# RO water downtown - Menagerie



## creature55 (Apr 3, 2014)

Hey, not sure if this might be helpful to anyone else, but for the longest time I couldn't find RO water downtown. Just found out the other day the Menagerie sells it! 50 cents a gallon


----------



## Bullet (Apr 19, 2014)

Who knew ?


----------



## creature55 (Apr 3, 2014)

Lol Bullet are you making fun of me!? Is this a not-so-secret secret!? haha


----------



## Bullet (Apr 19, 2014)

emathieu55 said:


> Lol Bullet are you making fun of me!? Is this a not-so-secret secret!? haha


No, no disrespect 
I live quite close to Menagerie and I visit sometimes but I have never seen RO water for sale !
Thanks for the update


----------



## menagerie (Mar 18, 2006)

We've had R/O water for sale for a few years just didn't advertise the fact as we used most of it.
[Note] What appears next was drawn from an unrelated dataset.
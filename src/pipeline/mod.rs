// Report assembly: per-report column specs, row processing, and the pipeline driver

pub mod processing;
pub mod report_pipeline;
pub mod report_spec;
Since we decided to stop the sale of marine fish and corals last year we use a fraction of what we did and had plenty for sale most of the time.

Our one and only holding vat sprung a leak recently and we had to stop selling until we acquired a new vat. The new vats(plural) are arriving by Thursday and we should be back in water production by Friday. Last week's measurement was 6 ppm tds.


----------